::: WORKING DATA
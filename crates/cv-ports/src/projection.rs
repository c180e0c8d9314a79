//! Projection port

use cv_domain::EventEnvelope;

/// Projection errors
#[derive(Debug, thiserror::Error)]
pub enum ProjectionApplyError {
    #[error("projection {projection} failed to apply {event_type}: {message}")]
    Apply {
        projection: String,
        event_type: String,
        message: String,
    },
}

/// A read model built by folding events.
///
/// `apply` is serialized per projection instance by the runtime; `reset`
/// returns the model to its empty state ahead of a rebuild.
pub trait Projection: Send + Sync {
    fn name(&self) -> &str;

    /// Stream pattern this projection consumes, `*` for everything.
    fn stream_pattern(&self) -> &str {
        "*"
    }

    fn apply(&mut self, envelope: &EventEnvelope) -> Result<(), ProjectionApplyError>;

    fn reset(&mut self);
}
//! Convoy Port Traits
//!
//! This crate defines the port interfaces (traits) that adapters must
//! implement:
//! - EventStore / EventSubscriber
//! - SnapshotStore / CheckpointStore
//! - FlowStore
//! - OutboxStore / InboxStore / DeadLetterStore / IdempotencyStore
//! - DistributedLock / LeaderElection / RateLimiter
//! - ClusterCoordinator
//! - Serializer
//! - Clock
//!
//! Every port carries its own error enum; adapter errors convert into the
//! mediator taxonomy at the crate seam.

pub mod cancellation;
pub mod clock;
pub mod coordination;
pub mod event_store;
pub mod flow_store;
pub mod projection;
pub mod reliability;
pub mod serializer;
pub mod snapshot_store;

pub use cancellation::*;
pub use clock::*;
pub use coordination::*;
pub use event_store::*;
pub use flow_store::*;
pub use projection::*;
pub use reliability::*;
pub use serializer::*;
pub use snapshot_store::*;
::::::
Each line carrying the string "enum" should be copied out from the entries.

* ANSWER BOX *
pub enum ProjectionApplyError {
//! Every port carries its own error enum; adapter errors convert into the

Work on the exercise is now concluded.